Evola sobre o Zen e a vida quotidiana






Julius Evola (tradução minha)

Eugen Harrigel,  Zen e a Arte do Tiro com Arco(Assírio&Alvim, Lisboa, 1997)
 [Zen nell’arte del tirar d’arco (Turin: Rigois, 1956)]

Kakuzo Okakura, O Livro do chá, Biblioteca Editores Independentes/Cotovia
 [II Libro del Te (Rome: Fratelli Bocca, 1955)]


 '' O primeiro destes pequenos livros, traduzido do Alemão para Italiano, é único no seu género, como uma introdução directa e universalmente acessível ao espírito das disciplinas fundamentais e ao comportamento da civilização do Extremo-Oriente, especialmente do Japão. Herrigel é um Professor Alemão que foi convidado a leccionar Filosofia numa Universidade Japonesa, e decidiu estudar o espírito tradicional do país nas suas mais típicas formas vivas. Teve um especial interesse em compreender o Budismo Zen e, mesmo que possa parecer estranho, disseram-lhe que o melhor modo de o fazer seria estudar a prática tradicional do Tiro com Arco. Portanto, estudou incansavelmente essa arte durante cinco anos, e o livro descreve como o seu progresso nesse lugar e a sua penetração gradual na essência do Zen avançaram lado a lado com o Tiro ao Arco, condicionando-se um ao outro reciprocamente, levando a uma mais profunda transformação do próprio autor.

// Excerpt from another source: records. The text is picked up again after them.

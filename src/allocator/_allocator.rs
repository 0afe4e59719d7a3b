//! Allocator implementations

#[path = "alloc/_alloc.rs"  ] pub mod alloc;
#[path = "c/_c.rs"          ] pub mod c;
#[path = "debug/_debug.rs"  ] pub mod debug;
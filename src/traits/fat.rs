//! Rusty allocator traits operating on [`Layout`]s

use crate::*;

use core::alloc::Layout;
use core::mem::MaybeUninit;
#[cfg(doc)] use core::ptr::NonNull;



/// Allocation functions:<br>
/// <code>[alloc_uninit](Self::alloc_uninit)(layout: [Layout]) -> [Result]&lt;[NonNull]&lt;\_&gt;, \_&gt;</code><br>
/// <code>[alloc_zeroed](Self::alloc_zeroed)(layout: [Layout]) -> [Result]&lt;[NonNull]&lt;\_&gt;, \_&gt;</code><br>
/// <br>
///
/// [`ASlice`] never asks for zero-sized allocations: empty buffers and buffers of zero-sized elements use dangling pointers instead.
///
/// ## Safety
/// *   Allocations created by this trait must be compatible with [`Free`] on this allocator type.
/// *   Returned allocations must obey `layout` alignment and size.
pub unsafe trait Alloc : meta::Meta {
    /// Allocate at least `layout.size()` bytes of uninitialized memory aligned to `layout.align()`.
    ///
    /// The resulting allocation can typically be freed with <code>[Free]::[free](Free::free)</code>
    fn alloc_uninit(&self, layout: Layout) -> Result<AllocNN, Self::Error>;

    /// Allocate at least `layout.size()` bytes of zeroed memory aligned to `layout.align()`.
    ///
    /// The resulting allocation can typically be freed with <code>[Free]::[free](Free::free)</code>
    fn alloc_zeroed(&self, layout: Layout) -> Result<AllocNN0, Self::Error> {
        let alloc = self.alloc_uninit(layout)?;
        // SAFETY: ⚠️ `alloc` is non-null by type, `align` is 1/trivial, `layout.size()` was just allocated, size <= isize::MAX by Layout
        let all = unsafe { core::slice::from_raw_parts_mut(alloc.as_ptr(), layout.size()) };
        all.fill(MaybeUninit::new(0u8));
        Ok(alloc.cast())
    }
}

/// Deallocation function:<br>
/// <code>[free](Self::free)(ptr: [NonNull]&lt;\_&gt;, layout: [Layout])</code><br>
/// <br>
///
/// ## Safety
/// *   This trait must be able to free allocations made by [`Alloc`] on this allocator type.
pub unsafe trait Free : meta::Meta {
    /// Deallocate an allocation, `ptr`, belonging to `self`.
    ///
    /// ### Safety
    /// *   `ptr` must belong to `self`
    /// *   `ptr` will no longer be accessible after free
    /// *   `layout` must exactly match the [`Layout`] used to allocate `ptr`
    unsafe fn free(&self, ptr: AllocNN, layout: Layout);
}



#[allow(clippy::undocumented_unsafe_blocks)] // SAFETY: ✔️ same trait, same prereqs
unsafe impl<'a, A: Alloc> Alloc for &'a A {
    fn alloc_uninit(&self, layout: Layout) -> Result<AllocNN,  Self::Error> { A::alloc_uninit(self, layout) }
    fn alloc_zeroed(&self, layout: Layout) -> Result<AllocNN0, Self::Error> { A::alloc_zeroed(self, layout) }
}

#[allow(clippy::undocumented_unsafe_blocks)] // SAFETY: ✔️ same trait, same prereqs
unsafe impl<'a, A: Free> Free for &'a A {
    unsafe fn free(&self, ptr: AllocNN, layout: Layout) { unsafe { A::free(self, ptr, layout) } }
}



/// Testing functions to verify implementations of [`fat`] traits.
#[cfg(test)] pub mod test {
    use super::*;
    use crate::meta::Meta;

    /// Assert that allocations of every power-of-two alignment up to [`Meta::MAX_ALIGN`] (capped at 4 KiB) are honored.
    #[track_caller] pub fn alignment<A: Alloc + Free + Meta>(allocator: A) {
        let mut align = 1;
        while align <= A::MAX_ALIGN.min(4096) {
            for size in [1, align, 3*align] {
                let layout = Layout::from_size_align(size, align).unwrap();
                let alloc = allocator.alloc_uninit(layout).unwrap_or_else(|err| panic!("allocating {layout:?} failed: {err:?}"));
                assert_eq!(alloc.as_ptr() as usize % align, 0, "{layout:?} allocated misaligned at {alloc:?}");
                unsafe { allocator.free(alloc, layout) };
            }
            align *= 2;
        }
    }

    /// Assert that absurd sizes are rejected rather than "succeeding".
    #[track_caller] pub fn edge_case_sizes<A: Alloc + Free + Meta>(allocator: A) {
        for size in [usize::MAX/2 - 64, usize::MAX/2 + 1 - 16] {
            let Ok(layout) = Layout::from_size_align(size, 16) else { continue };
            if let Ok(alloc) = allocator.alloc_uninit(layout) {
                unsafe { allocator.free(alloc, layout) };
                panic!("allocating {size} bytes somehow succeeded");
            }
        }
    }

    /// Assert that [`Alloc::alloc_zeroed`] returns zeroed memory, even when recycling freshly dirtied memory.
    #[track_caller] pub fn zeroed_alloc<A: Alloc + Free + Meta>(allocator: A) {
        for size in [1, 2, 4, 8, 16, 32, 64, 128, 256, 4096] {
            let layout = Layout::from_size_align(size, 1).unwrap();
            let dirty = allocator.alloc_uninit(layout).unwrap();
            unsafe { dirty.as_ptr().write_bytes(0xFF, size) };
            unsafe { allocator.free(dirty, layout) };

            let zeroed = allocator.alloc_zeroed(layout).unwrap();
            let bytes = unsafe { core::slice::from_raw_parts(zeroed.as_ptr(), size) };
            assert!(bytes.iter().all(|b| *b == 0), "alloc_zeroed({size}) returned nonzero bytes");
            unsafe { allocator.free(zeroed.cast(), layout) };
        }
    }
}
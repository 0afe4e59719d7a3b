pub mod drop;
pub mod nn;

  A essência do Zen como uma concepção do mundo é, como é sabido, a sua especial interpretação do estado do nirvana, o qual, parcialmente através da influência do Taoísmo, é entendido no Japão não como um estado de beatitude ascética evanescente, mas como algo interior, uma libertação interna, uma estado livre das febres, das provações, das amarras do ego, um estado que pode ser preservado enquanto se esteja comprometido com todas as actividades e em todas as formas da própria vida quotidiana. Graças a isso, a vida como um todo adquire uma dimensão diferente; é compreendida e vivida de um  modo diferente. A ''a ausência do ego'' em que, em conformidade do espírito do Budismo, o Zen insiste vincadamente, não é no entanto aparentada com a apatia ou a atonia; dá origem a uma mais elevada forma de acção espontânea, de firmeza, de liberdade e serenidade na acção. Isto pode ser comparado a um homem que se agarra a alguma coisa convulsivamente e quando a larga, adquire uma serenidade superior, um elevado sentido de liberdade e firmeza.

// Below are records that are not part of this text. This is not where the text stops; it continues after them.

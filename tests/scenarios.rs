//! End to end construction / access / destruction scenarios against the public API.
#![cfg(feature = "std")]

use islice::*;
use islice::allocator::{alloc::Global, debug::Counting};
use islice::error::*;

use std::cell::Cell;
use std::rc::Rc;



/// Counts live instances through a shared counter.
#[derive(Debug)] struct Live {
    value:  u32,
    live:   Rc<Cell<usize>>,
}

impl Live {
    fn new(value: u32, live: &Rc<Cell<usize>>) -> Self { live.set(live.get() + 1); Self { value, live: live.clone() } }
}

impl Clone for Live {
    fn clone(&self) -> Self {
        assert!(self.value != 13, "unlucky clone");
        Self::new(self.value, &self.live)
    }
}

impl Drop for Live { fn drop(&mut self) { self.live.set(self.live.get() - 1) } }

/// Movable, never copyable.  Moving out leaves `None` behind.
#[derive(Debug, PartialEq)] struct MoveOnly(Option<Box<u32>>);



#[test] fn capacity_without_elements() {
    let s = ASlice::<i32, Global>::try_with_capacity(5).unwrap();
    assert_eq!(s.len(), 0);
    assert_eq!(s.capacity(), 5);
    for i in 0 .. 6 { assert_eq!(s.get(i), Err(OutOfRangeError { start: i, end: i + 1, len: 0 })) }
}

#[test] fn from_values() {
    let s = ASlice::<i32, Global>::try_from_slice(&[1, 2, 3, 4, 5]).unwrap();
    assert_eq!((s.len(), s.capacity()), (5, 5));
    assert_eq!(s.get(2), Ok(&3));

    let s : ASlice<i32, Global> = aslice![1, 2, 3, 4, 5].unwrap();
    assert_eq!((s.len(), s.capacity()), (5, 5));
    assert_eq!(s.get(2), Ok(&3));
}

#[test] fn move_only_sources_are_drained() {
    let mut sources = [MoveOnly(Some(Box::new(1))), MoveOnly(Some(Box::new(2))), MoveOnly(Some(Box::new(3)))];
    let s = ASlice::<MoveOnly, Global>::try_from_iter(sources.iter_mut().map(|m| MoveOnly(m.0.take()))).unwrap();
    assert!(sources.iter().all(|m| m.0.is_none()));
    assert_eq!(s.get(2), Ok(&MoveOnly(Some(Box::new(3)))));

    let s = aslice![in Global; MoveOnly(Some(Box::new(4))), MoveOnly(Some(Box::new(5)))].unwrap();
    assert_eq!(s.len(), 2);
}

#[test] fn clone_only_sources_are_untouched() {
    let live = Rc::new(Cell::new(0));
    let sources = [Live::new(1, &live), Live::new(2, &live)];
    let s = ASlice::<Live, Global>::try_from_iter(sources.iter()).unwrap();
    assert_eq!(live.get(), 4);
    assert_eq!(sources.iter().map(|l| l.value).collect::<Vec<_>>(), [1, 2]);
    drop(s);
    assert_eq!(live.get(), 2);
}

#[test] fn subslice_shares_storage() {
    let s = ASlice::<i32, Global>::try_from_slice(&[1, 2, 3, 4, 5]).unwrap();
    let v = s.subslice(1, 4).unwrap();
    assert_eq!(v.len(), 3);
    assert_eq!(v.capacity(), 3);
    assert_eq!(v.get(0), s.get(1));
    assert_eq!(v.as_ptr(), s.get(1).unwrap() as *const i32);
    assert_eq!(v.subslice(1, 3).unwrap().as_slice(), [3, 4]);
}

#[test] fn empty_subslice_rejected() {
    let s = ASlice::<i32, Global>::try_from_slice(&[1, 2, 3]).unwrap();
    assert_eq!(s.subslice(2, 2).unwrap_err(), OutOfRangeError { start: 2, end: 2, len: 3 });
}

#[test] fn leak_free_on_element_error() {
    let live = Rc::new(Cell::new(0));
    let counting = Counting::new(Global);
    let items = (0 .. 6).map(|i| if i == 4 { Err("four") } else { Ok(Live::new(i, &live)) });
    let err = ASlice::<Live, _>::try_from_fallible_iter_in(items, &counting).unwrap_err();
    assert_eq!(err.element().map(|e| (e.index, e.error)), Some((4, "four")));
    assert_eq!(live.get(), 0);
    assert_eq!(counting.outstanding(), 0);
}

#[test] fn leak_free_on_panicking_clone() {
    let live = Rc::new(Cell::new(0));
    let counting = Counting::new(Global);
    let sources = [Live::new(1, &live), Live::new(2, &live), Live::new(13, &live), Live::new(4, &live)];
    let r = std::panic::catch_unwind(std::panic::AssertUnwindSafe(|| ASlice::<Live, _>::try_from_slice_in(&sources, &counting)));
    assert!(r.is_err());
    assert_eq!(live.get(), 4);
    assert_eq!(counting.outstanding(), 0);
}

#[test] fn leak_free_on_alloc_failure() {
    let live = Rc::new(Cell::new(0));
    let counting = Counting::new(Global);
    counting.fail_after(Some(0));
    let err = ASlice::<Live, _>::try_from_fn_in(3, |i| Ok::<_, ()>(Live::new(i as u32, &live)), &counting).unwrap_err();
    assert_eq!(err, ConstructError::Alloc(AllocationError::OutOfMemory { size: 3 * std::mem::size_of::<Live>(), align: std::mem::align_of::<Live>() }));
    assert_eq!(live.get(), 0);
    assert_eq!(counting.total(), 0);
}

#[test] fn bounds_at_len_and_capacity() {
    let mut s = ASlice::<u8, Global>::try_with_capacity(4).unwrap();
    s.spare_capacity_mut()[0].write(1);
    s.spare_capacity_mut()[1].write(2);
    // SAFETY: ✔️ slots 0 and 1 were just written
    unsafe { s.set_len(2) };
    assert!(s.get(s.len() - 1).is_ok());
    assert!(s.get(s.len()).is_err());
    assert!(s.get(s.capacity()).is_err());
}

#[test] fn views_over_caller_storage() {
    let live = Rc::new(Cell::new(0));
    let mut storage = vec![Live::new(1, &live), Live::new(2, &live)];
    {
        // SAFETY: ✔️ `storage` outlives `v`
        let v = unsafe { SliceView::from_raw_parts(storage.as_ptr(), storage.len()) }.unwrap();
        assert_eq!(v.get(1).map(|l| l.value), Ok(2));
        let mut m = SliceViewMut::new(&mut storage);
        m.get_mut(0).unwrap().value = 10;
    }
    assert_eq!(live.get(), 2);
    assert_eq!(storage[0].value, 10);

    let err = unsafe { SliceView::<u8>::from_raw_parts(std::ptr::null(), 4) }.unwrap_err();
    assert_eq!(err, InvalidArgumentError { len: 4 });
    assert!(unsafe { SliceView::<u8>::from_raw_parts(std::ptr::null(), 0) }.unwrap().is_empty());
}

#[test] fn error_sources() {
    use std::error::Error;
    let err : ConstructError<OutOfRangeError, AllocationError> = ConstructError::Element(ElementConstructionError { index: 0, error: OutOfRangeError { start: 1, end: 2, len: 0 } });
    assert!(err.source().is_some());
    assert_eq!(err.to_string(), "constructing element 0 failed: index 1 out of range for slice of length 0");
}

#[test] fn dump_lines() {
    let s = ASlice::<&str, Global>::try_from_array(["x", "y"]).unwrap();
    assert_eq!(s.dump().to_string(), "x\ny\n");
    s.print();
}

  Depois de chamar a atenção para todos estes pontos, o autor nota a existência no Extremo-Oriente de artes tradicionais que surgem igualmente desta liberdade do Zen e oferecem os meios para as alcançar, através da instrução requerida para a sua prática. Por estranho que possa parecer, o espírito Zen reside nas Artes Extremo-Orientais ensinadas pelos mestres da pintura, da cerimónia do chá, do arranjo floral, tiro com arco, luta, esgrima e por aí em diante. Todas estas artes têm um aspecto ritual. Existem, além disso, aspectos inefáveis graças aos quais a verdadeira mestria em qualquer destas artes não pode ser atingida a menos que tenhamos adquirido esclarecimento interior e transformação da consciência-própria comum, o que torna a mestria numa espécie de sacramento palpável.

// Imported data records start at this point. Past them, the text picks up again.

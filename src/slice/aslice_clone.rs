use crate::fat::*;
use crate::slice::{ASlice, Builder};



#[cfg(feature = "panicy-memory")] impl<T: Clone, A: Alloc + Free + Clone> Clone for ASlice<T, A> {
    /// Allocate a new slice of the same capacity that clones every live element of `self`, using `self.allocator().clone()`
    ///
    /// ## Failure Modes
    /// *   [`panic!`]s when out of memory
    fn clone(&self) -> Self { self.try_clone().expect("out of memory") }
}

/// Non-panicing alternatives to [`Clone`].
impl<T: Clone, A: Free> ASlice<T, A> {
    /// Allocate a new slice of the same capacity that clones every live element of `self`, using `self.allocator().clone()`
    ///
    /// All-or-nothing: if a [`Clone`] panics, the clones made so far are dropped and the new buffer is freed.
    ///
    /// ## Examples
    /// ```
    /// use islice::{ASlice, allocator::alloc::Global};
    /// let a = ASlice::<String, Global>::try_with_capacity(3).unwrap();
    /// let b = a.try_clone().unwrap();
    /// assert_eq!((b.len(), b.capacity()), (0, 3));
    /// ```
    pub fn try_clone(&self) -> Result<Self, A::Error> where A : Alloc + Clone { self.try_clone_in(self.allocator().clone()) }

    /// Like [`try_clone`](Self::try_clone), but the copy lives in `allocator`.
    pub fn try_clone_in<B: Alloc + Free>(&self, allocator: B) -> Result<ASlice<T, B>, B::Error> {
        let mut b = Builder::try_new_in(self.capacity(), allocator)?;
        for value in self.as_slice() {
            // SAFETY: ✔️ `len <= capacity`, so we run out of live elements before the builder fills up
            unsafe { b.place_unchecked(value.clone()) };
        }
        Ok(b.finish())
    }
}



#[cfg(feature = "alloc")] #[test] fn try_clone() {
    use crate::allocator::{alloc::Global, debug::{Counting, Null}};
    use crate::util::drop::Tester;

    let counting = Counting::new(Global);
    let mut a = ASlice::<Tester, _>::try_with_capacity_in(4, &counting).unwrap();
    let spare = a.spare_capacity_mut();
    spare[0].write(Tester::new(1));
    spare[1].write(Tester::new(2));
    // SAFETY: ✔️ 2 slots written
    unsafe { a.set_len(2) };

    let b = a.try_clone().unwrap();
    assert_eq!((b.len(), b.capacity()), (2, 4));
    assert_eq!(b.as_slice().iter().map(|t| t.get()).collect::<alloc::vec::Vec<_>>(), [1, 2]);
    assert_eq!(counting.outstanding(), 2);
    assert!(a.try_clone_in(Null).is_err());

    Tester::panic_after_clones(Some(1));
    let r = std::panic::catch_unwind(std::panic::AssertUnwindSafe(|| a.try_clone()));
    Tester::panic_after_clones(None);
    assert!(r.is_err());
    assert_eq!(Tester::counts()[1 ..= 2], [2, 2]);
    assert_eq!(counting.outstanding(), 2);

    drop((a, b));
    assert_eq!(Tester::live(), 0);
    assert_eq!(counting.outstanding(), 0);
}
//! Metadata traits common to all (de)allocators

use crate::error::*;

use core::fmt::Debug;



/// Allocator metadata (max allocation size/alignment, error type, etc.)
pub trait Meta {
    /// The error type returned from failed allocation.
    ///
    /// [`ASlice`](crate::ASlice) constructors surface this directly, so every built-in allocator uses [`AllocationError`].
    /// Wrappers like [`Counting`](crate::allocator::debug::Counting) build their own out-of-memory failures via `From<AllocationError>`.
    type Error : Debug + From<ExcessiveSliceRequestedError> + From<AllocationError>;

    /// Indicates the maximum alignment this allocator should be expected to succeed in allocating.
    /// Must be a power of two.
    ///
    /// [`ASlice<T, Self>`](crate::ASlice) fails to compile when `align_of::<T>()` exceeds this.
    ///
    /// | Allocator                                         | Value     |
    /// | --------------------------------------------------| ----------|
    /// | [`Global`](crate::allocator::alloc::Global)       | <code>[usize::MAX]/2+1</code>
    /// | [`Malloc`](crate::allocator::c::Malloc)           | <code>align_of::&lt;[max_align_t](https://en.cppreference.com/w/c/types/max_align_t)&gt;()</code> (or [`f64`] where unavailable)
    /// | [`Null`](crate::allocator::debug::Null)           | <code>[usize::MAX]/2+1</code> (never allocates anyways)
    const MAX_ALIGN : usize;

    /// Indicates the maximum size this allocator should be expected to succeed in allocating.
    /// Requesting an allocation larger than this is almost certainly a bug.
    const MAX_SIZE : usize;
}

impl<'a, A: Meta> Meta for &'a A {
    type Error                      = A::Error;
    const MAX_ALIGN     : usize     = A::MAX_ALIGN;
    const MAX_SIZE      : usize     = A::MAX_SIZE;
}
// Interactive command dispatcher for the terminal front end.

use std::collections::VecDeque;
use std::sync::Mutex;

use crate::runtime::Runtime;

const MAX_LOG_LINES: usize = 200;

pub struct LogBuffer {
    lines: Mutex<VecDeque<String>>,
}

impl LogBuffer {
    pub fn new() -> Self {
        LogBuffer { lines: Mutex::new(VecDeque::new()) }
    }

    pub fn record(&self, message: &str) {
        let mut lines = self.lines.lock().unwrap();
        lines.push_back(message.to_string());
        if lines.len() > MAX_LOG_LINES {
            lines.pop_front();
        }
    }

    pub fn recent(&self) -> Vec<String> {
        self.lines.lock().unwrap().iter().cloned().collect()
    }
}

impl Default for LogBuffer {
    fn default() -> Self {
        Self::new()
    }
}

pub fn print_banner(runtime: &Runtime) {
    println!("AnonChat started as: {}", runtime.identity().display_name());
    println!("Security: encrypted (ephemeral session keys)");
    println!("Type /help to see available commands.\n");
}

pub fn print_menu(runtime: &Runtime) {
    println!("\n=== AnonChat ===");
    println!("User: {}", runtime.identity().display_name());
    println!("Interface: {}", runtime.current_ip());
    println!("Commands: /menu /help /logs /peers /send /sendall /quit\n");
}

pub fn print_help() {
    println!(
        "\nCommands:\n\
         \x20 /peers                 List discovered peers\n\
         \x20 /send <id> <message>   Send message to a specific peer\n\
         \x20 /sendall <message>     Send message to all peers\n\
         \x20 /logs                  Show recent logs\n\
         \x20 /menu                  Show the main menu\n\
         \x20 /help                  Show this help\n\
         \x20 /quit                  Exit\n"
    );
}

/// Handles one input line. Returns `false` when the caller should stop
/// reading further input.
pub fn handle_command(line: &str, runtime: &Runtime, logs: &LogBuffer) -> bool {
    let line = line.trim();

    if line == "/quit" || line == "/exit" {
        return false;
    }
    if line == "/menu" {
        print_menu(runtime);
        return true;
    }
    if line == "/help" {
        print_help();
        return true;
    }
    if line == "/logs" {
        let recent = logs.recent();
        if recent.is_empty() {
            println!("No logs yet.");
        } else {
            println!("\nRecent logs:");
            for entry in recent {
                println!("  {entry}");
            }
            println!();
        }
        return true;
    }
    if line == "/peers" {
        let peers = runtime.discovery().get_peers();
        if peers.is_empty() {
            println!("No peers discovered.");
        } else {
            println!("\nPeers:");
            for (peer_id, entry) in peers {
                println!("  {peer_id:<15} {}", entry.ip);
            }
            println!();
        }
        return true;
    }
    if let Some(msg) = line.strip_prefix("/sendall ") {
        let sent = runtime.chat().send_to_all(msg);
        println!("Sent to {sent} peer(s).");
        return true;
    }
    if let Some(rest) = line.strip_prefix("/send ") {
        let mut parts = rest.splitn(2, ' ');
        let (Some(peer_id), Some(msg)) = (parts.next(), parts.next()) else {
            println!("Usage: /send <peer_id> <message>");
            return true;
        };
        match runtime.chat().send_to_peer(peer_id, msg) {
            Ok(()) => println!("Sent to {peer_id}."),
            Err(_) => println!("Unknown peer: {peer_id}"),
        }
        return true;
    }

    println!("Unknown command. Type /help.");
    true
}

#[cfg(test)]
mod tests {
    use super::*;
    use crate::settings::Settings;

    fn runtime() -> Runtime {
        let mut settings = Settings::default();
        settings.port = 0;
        settings.interface_ip = Some("127.0.0.1".to_string());
        Runtime::new(settings)
    }

    #[test]
    fn quit_and_exit_stop_the_loop() {
        let runtime = runtime();
        let logs = LogBuffer::new();
        assert!(!handle_command("/quit", &runtime, &logs));
        assert!(!handle_command("/exit", &runtime, &logs));
    }

    #[test]
    fn unknown_peer_send_reports_failure_without_panicking() {
        let runtime = runtime();
        let logs = LogBuffer::new();
        assert!(handle_command("/send anon-ffffffff hi", &runtime, &logs));
    }

    #[test]
    fn log_buffer_caps_at_max_lines() {
        let logs = LogBuffer::new();
        for i in 0..(MAX_LOG_LINES + 10) {
            logs.record(&format!("line {i}"));
        }
        assert_eq!(logs.recent().len(), MAX_LOG_LINES);
    }
}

  Assim, Herrigel diz-nos como no aprender a esticar o arco, a pouco e pouco, por meios dos problemas envolvidos nesta arte, tal como ainda é ensinada no Japão, ele chegou ao conhecimento e à compreensão interior que buscava. Compreendeu que o tiro com arco não era um desporto mas antes uma espécie de acção ritual e uma iniciação. Para adquirir um conhecimento completo dele, teve de chegar à eliminação do próprio ego, ultrapassar toda a tensão, e alcançar uma espontaneidade superior. Só então o relaxamento muscular paradoxalmente se uniu à força máxima; o arqueiro, o arco e o alvo tornaram-se um todo. A flecha voou como por si própria e encontrou o alvo quase sem apontar. Posta nestes termos, a mestria alcaçada é um grau de espiritualidade ou ''Zen'', não como uma teoria e filosofia mas como uma verdadeira experiência, como um mais profundo modo de ser.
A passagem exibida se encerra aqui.